------ Information shown ------

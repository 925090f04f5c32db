//! Integration tests for batch link verification.

use std::sync::Arc;

use linkprobe::{verify_links, FetchOptions, LinkError, Verdict, VerifyOptions};
use wiremock::matchers::{method, path};
use wiremock::{Mock, MockServer, ResponseTemplate};

/// Mounts the standard trio: a plain 200, a 301 hop onto it, and a 404.
async fn setup_trio() -> (MockServer, Vec<String>) {
    let mock_server = MockServer::start().await;
    Mock::given(method("GET"))
        .and(path("/ok"))
        .respond_with(ResponseTemplate::new(200))
        .mount(&mock_server)
        .await;
    Mock::given(method("GET"))
        .and(path("/redir"))
        .respond_with(ResponseTemplate::new(301).insert_header("Location", "/ok"))
        .mount(&mock_server)
        .await;
    Mock::given(method("GET"))
        .and(path("/missing"))
        .respond_with(ResponseTemplate::new(404))
        .mount(&mock_server)
        .await;

    let links = vec![
        format!("{}/ok", mock_server.uri()),
        format!("{}/redir", mock_server.uri()),
        format!("{}/missing", mock_server.uri()),
    ];
    (mock_server, links)
}

#[tokio::test]
async fn test_verify_partitions_success_and_error() {
    let (mock_server, links) = setup_trio().await;

    let report = verify_links(links.clone(), &VerifyOptions::default()).await;

    assert_eq!(report.success.len(), 2);
    assert_eq!(report.error.len(), 1);
    assert_eq!(report.len(), 3, "every link lands in exactly one map");

    assert_eq!(report.success.get(&links[0]).map(String::as_str), Some("200"));
    let redirected = report.success.get(&links[1]).expect("redirect link succeeds");
    assert_eq!(
        redirected,
        &format!("301=>{}/ok|200", mock_server.uri()),
        "descriptor encodes the hop then the final status"
    );
    assert!(matches!(
        report.error.get(&links[2]),
        Some(LinkError::HttpStatus { status: 404 })
    ));
}

#[tokio::test]
async fn test_validator_chain_short_circuits_in_order() {
    let (_mock_server, links) = setup_trio().await;

    let options = VerifyOptions {
        validators: vec![
            // Rejects anything that redirected, overriding the default
            // 200-based policy for the /redir link.
            Arc::new(|response| {
                if response.was_redirected() {
                    Verdict::Failure("redirected".to_string())
                } else {
                    Verdict::Undecided
                }
            }),
            // Accepts 404s, so /missing becomes a success.
            Arc::new(|response| {
                if response.status == 404 {
                    Verdict::Success
                } else {
                    Verdict::Undecided
                }
            }),
            // Rejects everything that reaches it.
            Arc::new(|_| Verdict::Failure("rejected".to_string())),
        ],
        ..Default::default()
    };
    let report = verify_links(links.clone(), &options).await;

    assert_eq!(report.success.len(), 1);
    assert_eq!(report.error.len(), 2);
    assert_eq!(report.success.get(&links[2]).map(String::as_str), Some("404"));
    for link in [&links[0], &links[1]] {
        let error = report.error.get(link).expect("link must be rejected");
        let message = error.to_string();
        assert!(
            message == "rejected" || message == "redirected",
            "unexpected message: {message}"
        );
    }
    // The final always-reject rule never sees the redirected link: the
    // first rule already decided it.
    assert_eq!(report.error.get(&links[1]).map(ToString::to_string).as_deref(), Some("redirected"));
}

#[tokio::test]
async fn test_verify_bounded_workers_cover_every_link() {
    let mock_server = MockServer::start().await;
    Mock::given(method("GET"))
        .and(path("/ok"))
        .respond_with(ResponseTemplate::new(200))
        .mount(&mock_server)
        .await;
    Mock::given(method("GET"))
        .and(path("/missing"))
        .respond_with(ResponseTemplate::new(404))
        .mount(&mock_server)
        .await;

    // More links than workers, with repetition of paths but distinct URLs.
    let links: Vec<String> = (0..12)
        .map(|i| {
            if i % 3 == 0 {
                format!("{}/missing?i={i}", mock_server.uri())
            } else {
                format!("{}/ok?i={i}", mock_server.uri())
            }
        })
        .collect();

    let options = VerifyOptions {
        concurrency: 3,
        ..Default::default()
    };
    let report = verify_links(links.clone(), &options).await;

    assert_eq!(report.len(), 12);
    assert_eq!(report.error.len(), 4);
    for link in &links {
        assert!(
            report.success.contains_key(link) ^ report.error.contains_key(link),
            "link must appear in exactly one map: {link}"
        );
    }
}

#[tokio::test]
async fn test_verify_empty_input() {
    let report = verify_links(Vec::new(), &VerifyOptions::default()).await;
    assert!(report.is_empty());
    assert!(report.is_all_ok());
}

#[tokio::test]
async fn test_verify_records_fetch_failures_per_link() {
    let (_mock_server, mut links) = setup_trio().await;
    // Port 1 refuses connections immediately.
    links.push("http://127.0.0.1:1/unreachable".to_string());

    let options = VerifyOptions {
        fetch: FetchOptions {
            retry_times: 0,
            ..Default::default()
        },
        ..Default::default()
    };
    let report = verify_links(links.clone(), &options).await;

    assert_eq!(report.len(), 4, "the bad link must not abort the batch");
    assert!(matches!(
        report.error.get(&links[3]),
        Some(LinkError::Fetch(_))
    ));
    assert_eq!(report.success.len(), 2);
}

------

- [Work to complete] Each line of the data that has the string "Verdict" should be returned.

- [Written solution]
use linkprobe::{verify_links, FetchOptions, LinkError, Verdict, VerifyOptions};
                    Verdict::Failure("redirected".to_string())
                    Verdict::Undecided
                    Verdict::Success
                    Verdict::Undecided
            Arc::new(|_| Verdict::Failure("rejected".to_string())),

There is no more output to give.